Wayne Rooney ya ha golpeado en la Eurocopa. La joya del Everton marcó dos tantos a Suiza, el primero de ellos un regalo de Michael Owen desde el otro lado del Mersey, el río que separa Anfield Road, el hogar de la estrella del Liverpool, del Goodison Park, el estadio donde juega el fogoso punta de Inglaterra. En esa acción se manifestó una sociedad que puede hacer muy feliz a Eriksson, quien aparcó la tradicional potencia que representa Heskey, más acorde con la historia de los arietes británicos, para apostar por la velocidad y el descaro de los chicos de Liverpool, sobre todo por el de un mocoso con pinta de estibador que no se arruga pese a sus 18 años. Rooney venía para despegar en el torneo, pero en su breve currículum traía elogios de enorme grosor que lo comparan para bien con el díscolo y también prematuro Paul Gascoigne.

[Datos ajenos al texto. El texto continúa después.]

impl ResourceReceiver {
    pub fn new(adv: &ResourceAdvertisement) -> Result<Self, RnsError> {
        if adv.parts == 0 || (adv.flags & FLAG_ENCRYPTED) == 0 {
            return Err(RnsError::Malformed);
        }

        let now = Instant::now();
        let total_parts = adv.parts as usize;

        let mut receiver = Self {
            resource_hash: adv.hash,
            original_hash: adv.original_hash,
            random_hash: adv.random_hash,
            segment_index: adv.segment_index,
            total_segments: adv.total_segments,
            compressed: adv.compressed(),
            parts: vec![None; total_parts],
            hashmap: vec![None; total_parts],
            received: 0,
            received_bytes: 0,
            transfer_size: adv.transfer_size,
            outstanding: Vec::new(),
            window: WINDOW,
            window_max: WINDOW_MAX,
            fast_rounds: 0,
            round_started: now,
            round_bytes: 0,
            tries: 0,
            last_activity: now,
            status: ResourceStatus::Advertised,
        };

        receiver.apply_hashmap_segment(0, &adv.hashmap);

        Ok(receiver)
    }

    pub fn resource_hash(&self) -> &Hash {
        &self.resource_hash
    }

    pub fn original_hash(&self) -> &Hash {
        &self.original_hash
    }

    pub fn segment_index(&self) -> u32 {
        self.segment_index
    }

    pub fn total_segments(&self) -> u32 {
        self.total_segments
    }

    pub fn status(&self) -> ResourceStatus {
        self.status
    }

    pub fn window(&self) -> usize {
        self.window
    }

    pub fn progress(&self) -> ResourceProgress {
        ResourceProgress {
            received_parts: self.received,
            total_parts: self.parts.len(),
            received_bytes: self.received_bytes,
            total_bytes: self.transfer_size,
        }
    }

    fn apply_hashmap_segment(&mut self, segment: usize, bytes: &[u8]) {
        let count = bytes.len() / MAPHASH_LEN;
        for i in 0..count {
            let start = i * MAPHASH_LEN;
            let index = segment * HASHMAP_MAX_LEN + i;
            if index < self.hashmap.len() {
                let mut entry = [0u8; MAPHASH_LEN];
                entry.copy_from_slice(&bytes[start..start + MAPHASH_LEN]);
                self.hashmap[index] = Some(entry);
            }
        }
    }

    fn build_request(&mut self) -> ResourceRequest {
        let mut requested = Vec::new();
        let mut last_known: Option<[u8; MAPHASH_LEN]> = None;
        let mut hashmap_exhausted = false;

        for (index, entry) in self.hashmap.iter().enumerate() {
            match entry {
                Some(hash) => {
                    last_known = Some(*hash);
                    if self.parts[index].is_none() {
                        requested.push(*hash);
                        if requested.len() >= self.window {
                            break;
                        }
                    }
                }
                None => {
                    hashmap_exhausted = true;
                    break;
                }
            }
        }

        self.outstanding = requested.clone();
        self.round_started = Instant::now();
        self.round_bytes = 0;

        ResourceRequest {
            hashmap_exhausted,
            last_map_hash: if hashmap_exhausted { last_known } else { None },
            resource_hash: self.resource_hash,
            requested_hashes: requested,
        }
    }

    fn request_payload(&mut self) -> OutboundPayload {
        let request = self.build_request();
        OutboundPayload {
            packet_type: PacketType::Data,
            context: PacketContext::ResourceRequest,
            data: request.encode(),
            encrypt: true,
        }
    }

    /// The first request, sent right after the advertisement.
    pub fn initial_request(&mut self) -> OutboundPayload {
        self.status = ResourceStatus::Transferring;
        self.last_activity = Instant::now();
        self.request_payload()
    }

    pub fn handle_hash_update(&mut self, update: &ResourceHashUpdate) -> Option<OutboundPayload> {
        if update.resource_hash != self.resource_hash {
            return None;
        }
        self.last_activity = Instant::now();
        self.apply_hashmap_segment(update.segment as usize, &update.hashmap);
        Some(self.request_payload())
    }

    /// Stores a part, completing the round and the transfer as applicable.
    pub fn handle_part(&mut self, part: &[u8], token: &Token) -> PartOutcome {
        let hash = map_hash(part);
        let Some(index) =
            self.hashmap.iter().position(|entry| entry.as_ref() == Some(&hash))
        else {
            return PartOutcome::NoMatch;
        };

        let mut new_part = false;
        if self.parts[index].is_none() {
            self.parts[index] = Some(part.to_vec());
            self.received += 1;
            self.received_bytes += part.len() as u64;
            self.round_bytes += part.len() as u64;
            self.last_activity = Instant::now();
            new_part = true;
        }

        self.outstanding.retain(|entry| entry != &hash);

        if self.received == self.parts.len() {
            return match self.assemble(token) {
                Ok((proof, data)) => {
                    self.status = ResourceStatus::Complete;
                    PartOutcome::Complete { proof, data }
                }
                Err(_) => {
                    self.status = ResourceStatus::Corrupt;
                    PartOutcome::Failed
                }
            };
        }

        let next_request = if self.outstanding.is_empty() {
            self.complete_round();
            Some(self.request_payload())
        } else {
            None
        };

        PartOutcome::Stored { new_part, next_request }
    }

    /// One request/response round finished: scale the window.
    fn complete_round(&mut self) {
        let elapsed = self.round_started.elapsed().as_secs_f32().max(0.001);
        let rate = self.round_bytes as f32 / elapsed;

        if rate >= FAST_RATE_THRESHOLD {
            self.fast_rounds += 1;
            if self.fast_rounds >= FAST_ROUNDS_REQUIRED {
                self.window_max = WINDOW_MAX_FAST;
            }
        } else {
            self.fast_rounds = 0;
        }

        if self.window < self.window_max {
            self.window += 1;
        }

        self.tries = 0;
    }

    fn assemble(&mut self, token: &Token) -> Result<(OutboundPayload, Bytes), RnsError> {
        let mut stream = Vec::with_capacity(self.transfer_size as usize);
        for part in &self.parts {
            match part {
                Some(bytes) => stream.extend_from_slice(bytes),
                None => return Err(RnsError::InvariantViolation),
            }
        }

        let plain = token.decrypt(&stream)?;
        if plain.len() < RANDOM_HASH_SIZE {
            return Err(RnsError::Malformed);
        }

        let (payload, random_hash) = plain.split_at(plain.len() - RANDOM_HASH_SIZE);
        if random_hash != &self.random_hash[..] {
            return Err(RnsError::AuthFailure);
        }

        let data = if self.compressed { bz2_decompress(payload)? } else { payload.to_vec() };

        let computed = HashBuilder::new().update(&data).update(random_hash).finalize();
        if computed != self.resource_hash {
            return Err(RnsError::AuthFailure);
        }

        let proof =
            HashBuilder::new().update(&data).update(self.resource_hash).finalize();

        let payload = OutboundPayload {
            packet_type: PacketType::Proof,
            context: PacketContext::ResourceProof,
            data: ResourceProof { resource_hash: self.resource_hash, proof }.encode(),
            encrypt: false,
        };

        Ok((payload, Bytes::from_vec(data)))
    }

    /// Retries the outstanding request after a silence, shrinking the window.
    pub fn tick(&mut self, now: Instant, rtt: Duration) -> ReceiverTick {
        if self.status != ResourceStatus::Transferring {
            return ReceiverTick::Idle;
        }

        if now.duration_since(self.last_activity) < request_timeout(self.window, rtt) {
            return ReceiverTick::Idle;
        }

        if self.tries >= RESOURCE_MAX_TRIES {
            self.status = ResourceStatus::Failed;
            return ReceiverTick::Failed;
        }

        self.tries += 1;
        self.window = (self.window.saturating_sub(1)).max(WINDOW_MIN);
        self.last_activity = now;

        ReceiverTick::Resend(self.request_payload())
    }
}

Hijo de un boxeador, Rooney lleva en los genes la pegada paternal, una mirada de chuleta portuario y un genio poco común para un muchacho de su edad. Con 16 años debutó ante el Arsenal en la Premier con un golazo desde 25 metros en el minuto 90 que supuso la victoria de los azules. Con 17, se estrenó con la selección frente a Australia en un amistoso. En este periodo explosivo y desenfrenado para este cachorro con apetito de león, la sensación de Inglaterra ha desenfundado el carácter de un veterano y un exceso de agresividad que le ha hecho habitual de las tarjetas y las refriegas sin balón. En el Everton intenta reconducir esa personalidad que ya dejó ver en el enfrentamiento ante Francia, cuando antes de quebrar las caderas de Silvestre en el penalti fallado por Beckham, se llevó al callejón de la pelea a Makelele y Vieira, dos tipos de cuidado. Les miró de frente, arrogante y con la pupila endurecida de quien está acostumbrado a pegarse por ganar. Da miedo cuando contrae el músculo y los puños y da gusto ver correr a este niño feroz con cara de pocos amigos. Mejor no domesticarlo. Que siga en estado salvaje.